[R] Peformance question

Fri Apr 21 13:20:50 CEST 2017

I dont understand your code. But I do have suggestion. Run the functions in
the profiler, maybe differences will point at the enemy.

Know what I mean?

Rprof('check.out')
#run code
Rprof(NULL)
summaryRprof('check.out')

Do that for each method. That may be uninformative.

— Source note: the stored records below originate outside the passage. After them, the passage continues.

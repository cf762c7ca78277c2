//! AST -> stack-machine instructions
use crate::parsing::ast::{BinaryOperator, Expression, Program};
use crate::parsing::instructions::{Chunk, Instruction};

/// Lowers an expression tree into a flat instruction sequence with a
/// post-order walk: left operands first, then right, then the operator.
/// A left-to-right stack interpreter therefore always finds the two operands
/// of an operator on top of the stack.
pub(crate) struct Compiler {
    pub(crate) chunk: Chunk,
}

impl Compiler {
    pub(crate) fn new(name: &str) -> Self {
        Self {
            chunk: Chunk::new(name),
        }
    }

    fn compile_expr(&mut self, expr: Expression) {
        match expr {
            Expression::Integer(e) => {
                let (lit, span) = e.into_parts();
                self.chunk.add(Instruction::Push(lit.value), Some(span));
            }
            Expression::UnaryOperation(e) => {
                let (op, span) = e.into_parts();
                self.compile_expr(op.expr);
                // Unary minus gets its own opcode rather than `push 0` + `-`
                self.chunk.add(Instruction::Neg, Some(span));
            }
            Expression::BinaryOperation(e) => {
                let (op, span) = e.into_parts();
                let instr = match op.op {
                    BinaryOperator::Plus => Instruction::Add,
                    BinaryOperator::Minus => Instruction::Sub,
                    BinaryOperator::Mul => Instruction::Mul,
                    BinaryOperator::Div => Instruction::Div,
                };
                self.compile_expr(op.left);
                self.compile_expr(op.right);
                self.chunk.add(instr, Some(span));
            }
        }
    }

    pub(crate) fn compile(&mut self, program: Program) {
        for stmt in program.statements {
            self.compile_expr(stmt);
        }
    }
}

I wondered if you tried to compile your functions? In some cases it helps
erase differences like this. Norman Matloff has examples like that in Art
of R Programming.

I keep a list of things that are slow, if we can put finger on problem, I
will add to list. I suspect slow here is in runtime object lookup. The
environment ones have info located more quickly by the runtime, I expect.
Also, passing info back and forth from the R runtime system using [ is a
common cause of slow. It is why everybody yells 'vectorize' and 'use
lapply' all the time.  Then again, I'm guessing because I dont understand
your code:)

Good luck,
PJ

On Apr 11, 2017 7:44 PM, "Thomas Mailund" <thomas.mailund at gmail.com> wrote:

Hi y’all,

I’m working on a book on how to implement functional data structures in R,
and in particular on a chapter on implementing queues. You get get the
current version here https://www.dropbox.com/s/9c2yk3a67p1ypmr/book.pdf?dl=0
and the relevant pages are 50-59. I’ve implemented three versions of the
same idea, implementing a queue using two linked lists. One list contains
the elements you add to the end of a list, the other contains the elements
at the front of the list, and when you try to get an element from a list
and the front-list is empty you move elements from the back-list to the
front. The asymptotic analysis is explained in this figure
https://www.dropbox.com/s/tzi84zmyq16hdx0/queue-
amortized-linear-bound.png?dl=0 and all my implementations do get a linear
time complexity when I evaluate them on a linear number of operations.
However, the two implementations that uses environments seem to be almost
twice as fast as the implementation that gives me a persistent data
structure (see https://www.dropbox.com/s/i9dyab9ordkm0xj/queue-
comparisons.png?dl=0), and I cannot figure out why.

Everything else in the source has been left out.